--- Dataset records Enclosed Below ---

//! Integration tests for the feedback emitted around single runs.

#![cfg(test)]
#![cfg(unix)]

use novaflow::exec::{ExecutionRequest, OutputMode, Runner, RunnerConfig};
use novaflow::platform::{PlatformId, Shell};

use super::support::{Event, Recorder, recording_runner};

#[tokio::test]
/// What: Success emits begin then the completion message.
async fn feedback_success_sequence() {
    let (runner, recorder) = recording_runner();
    let res = runner
        .run(&ExecutionRequest::capture("true").description("Listing containers"))
        .await;
    assert!(res.success());
    assert_eq!(
        recorder.events(),
        vec![
            Event::Begin("Listing containers".into(), OutputMode::Capture),
            Event::Succeed("Listing containers completed successfully!".into()),
        ]
    );
}

#[tokio::test]
/// What: Failure emits the reason after the label.
async fn feedback_failure_message() {
    let (runner, recorder) = recording_runner();
    runner
        .run(&ExecutionRequest::capture("exit 5").description("restart nginx"))
        .await;
    let events = recorder.events();
    assert_eq!(
        events.last(),
        Some(&Event::Fail("Failed to restart nginx: exited with code 5".into()))
    );
}

#[tokio::test]
/// What: Streaming runs echo the command and warn about sudo on Unix-like platforms.
///
/// Details:
/// - The sudo prefix is only inspected; `sudo -n true` may fail here, the
///   notice is what is asserted.
async fn feedback_stream_echo_and_sudo_notice() {
    let recorder = std::sync::Arc::new(Recorder::default());
    let runner = Runner::for_platform(
        RunnerConfig {
            shell: Some(Shell::posix("/bin/sh")),
            show_command: true,
            sudo_notice: true,
            feedback: recorder.clone(),
            ..RunnerConfig::quiet()
        },
        PlatformId::Linux,
    );
    runner
        .run(&ExecutionRequest::new("sudo -n true 2>/dev/null || true"))
        .await;
    let notices = recorder.notices();
    assert_eq!(notices[0], "Command: sudo -n true 2>/dev/null || true");
    assert_eq!(notices[1], "Platform: linux");
    assert_eq!(notices[2], "This command requires your system password.");
}

#[tokio::test]
/// What: Capture-mode runs never echo or warn.
async fn feedback_capture_is_silent_about_sudo() {
    let recorder = std::sync::Arc::new(Recorder::default());
    let runner = Runner::for_platform(
        RunnerConfig {
            shell: Some(Shell::posix("/bin/sh")),
            show_command: true,
            sudo_notice: true,
            feedback: recorder.clone(),
            ..RunnerConfig::quiet()
        },
        PlatformId::Linux,
    );
    runner.capture("echo sudo is just text").await;
    assert!(recorder.notices().is_empty());
}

--- End of Enclosed Dataset records ---

## Activity:
Out of the preceding entries, pull each line that contains the word "runs".

## Exercise solution:
//! Integration tests for the feedback emitted around single runs.
/// What: Streaming runs echo the command and warn about sudo on Unix-like platforms.
/// What: Capture-mode runs never echo or warn.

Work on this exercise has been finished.